** Dataset records **

********

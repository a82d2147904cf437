use std::path::PathBuf;

/// Local storage failure in the phrase cache.
///
/// A missing entry is never an error; every variant here is a real I/O
/// failure, so callers can always tell a broken disk from a cache miss.
#[derive(Debug, thiserror::Error)]
pub enum CacheError {
    #[error("cache I/O failed at {}: {source}", path.display())]
    Io {
        path: PathBuf,
        #[source]
        source: std::io::Error,
    },
}

impl CacheError {
    pub(crate) fn io(path: impl Into<PathBuf>, source: std::io::Error) -> Self {
        CacheError::Io {
            path: path.into(),
            source,
        }
    }
}
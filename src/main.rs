use std::sync::Arc;

use tracing_subscriber::{layer::SubscriberExt, util::SubscriberInitExt};
use voicebox::domain::cache::PhraseCache;
use voicebox::domain::speech::SpeechService;
use voicebox::domain::user::UserService;
use voicebox::infrastructure::audio::AudioPlayer;
use voicebox::infrastructure::config::{Config, LogFormat};
use voicebox::infrastructure::repositories::UserRepository;
use voicebox::infrastructure::tts::ElevenLabsGenerator;
use voicebox::shell::Shell;

#[tokio::main]
async fn main() -> Result<(), Box<dyn std::error::Error>> {
    // Load configuration
    let config = Config::from_env()?;

    // Initialize logging
    init_logging(&config);

    tracing::info!(
        cache_dir = %config.cache_dir.display(),
        users_file = %config.users_file.display(),
        model_id = %config.model_id,
        "Starting voicebox"
    );

    let generator = Arc::new(ElevenLabsGenerator::with_base_url(
        config.api_key.clone(),
        config.model_id.clone(),
        config.base_url.clone(),
    )?);
    let cache = Arc::new(PhraseCache::new(config.cache_dir.clone()));
    let user_repo = Arc::new(UserRepository::new(config.users_file.clone()));

    let user_service = Arc::new(UserService::new(user_repo));
    let speech_service = Arc::new(SpeechService::new(cache, generator));

    // The player owns the output device; dropping it at the end of main
    // releases the device on every exit path.
    let player = AudioPlayer::new()?;

    let shell = Shell::new(speech_service, user_service, player);
    shell.run().await?;

    Ok(())
}

fn init_logging(config: &Config) {
    // Logs go to stderr so they never interleave with the prompt. Default is
    // warnings only; RUST_LOG opens it up.
    let filter = tracing_subscriber::EnvFilter::try_from_default_env()
        .unwrap_or_else(|_| "voicebox=warn".into());

    if config.log_format == LogFormat::Json {
        tracing_subscriber::registry()
            .with(filter)
            .with(
                tracing_subscriber::fmt::layer()
                    .json()
                    .with_writer(std::io::stderr),
            )
            .init();
    } else {
        tracing_subscriber::registry()
            .with(filter)
            .with(
                tracing_subscriber::fmt::layer()
                    .pretty()
                    .with_writer(std::io::stderr),
            )
            .init();
    }
}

********

** Work item **
Copy every record above out again, word for word.

** Completed task **
repository a82d2147904cf437
use std::path::PathBuf;

/// Local storage failure in the phrase cache.
///
/// A missing entry is never an error; every variant here is a real I/O
/// failure, so callers can always tell a broken disk from a cache miss.
#[derive(Debug, thiserror::Error)]
pub enum CacheError {
    #[error("cache I/O failed at {}: {source}", path.display())]
    Io {
        path: PathBuf,
        #[source]
        source: std::io::Error,
    },
}

impl CacheError {
    pub(crate) fn io(path: impl Into<PathBuf>, source: std::io::Error) -> Self {
        CacheError::Io {
            path: path.into(),
            source,
        }
    }
}
filename src/main.rs
use std::sync::Arc;

use tracing_subscriber::{layer::SubscriberExt, util::SubscriberInitExt};
use voicebox::domain::cache::PhraseCache;
use voicebox::domain::speech::SpeechService;
use voicebox::domain::user::UserService;
use voicebox::infrastructure::audio::AudioPlayer;
use voicebox::infrastructure::config::{Config, LogFormat};
use voicebox::infrastructure::repositories::UserRepository;
use voicebox::infrastructure::tts::ElevenLabsGenerator;
use voicebox::shell::Shell;

#[tokio::main]
async fn main() -> Result<(), Box<dyn std::error::Error>> {
    // Load configuration
    let config = Config::from_env()?;

    // Initialize logging
    init_logging(&config);

    tracing::info!(
        cache_dir = %config.cache_dir.display(),
        users_file = %config.users_file.display(),
        model_id = %config.model_id,
        "Starting voicebox"
    );

    let generator = Arc::new(ElevenLabsGenerator::with_base_url(
        config.api_key.clone(),
        config.model_id.clone(),
        config.base_url.clone(),
    )?);
    let cache = Arc::new(PhraseCache::new(config.cache_dir.clone()));
    let user_repo = Arc::new(UserRepository::new(config.users_file.clone()));

    let user_service = Arc::new(UserService::new(user_repo));
    let speech_service = Arc::new(SpeechService::new(cache, generator));

    // The player owns the output device; dropping it at the end of main
    // releases the device on every exit path.
    let player = AudioPlayer::new()?;

    let shell = Shell::new(speech_service, user_service, player);
    shell.run().await?;

    Ok(())
}

fn init_logging(config: &Config) {
    // Logs go to stderr so they never interleave with the prompt. Default is
    // warnings only; RUST_LOG opens it up.
    let filter = tracing_subscriber::EnvFilter::try_from_default_env()
        .unwrap_or_else(|_| "voicebox=warn".into());

    if config.log_format == LogFormat::Json {
        tracing_subscriber::registry()
            .with(filter)
            .with(
                tracing_subscriber::fmt::layer()
                    .json()
                    .with_writer(std::io::stderr),
            )
            .init();
    } else {
        tracing_subscriber::registry()
            .with(filter)
            .with(
                tracing_subscriber::fmt::layer()
                    .pretty()
                    .with_writer(std::io::stderr),
            )
            .init();
    }
}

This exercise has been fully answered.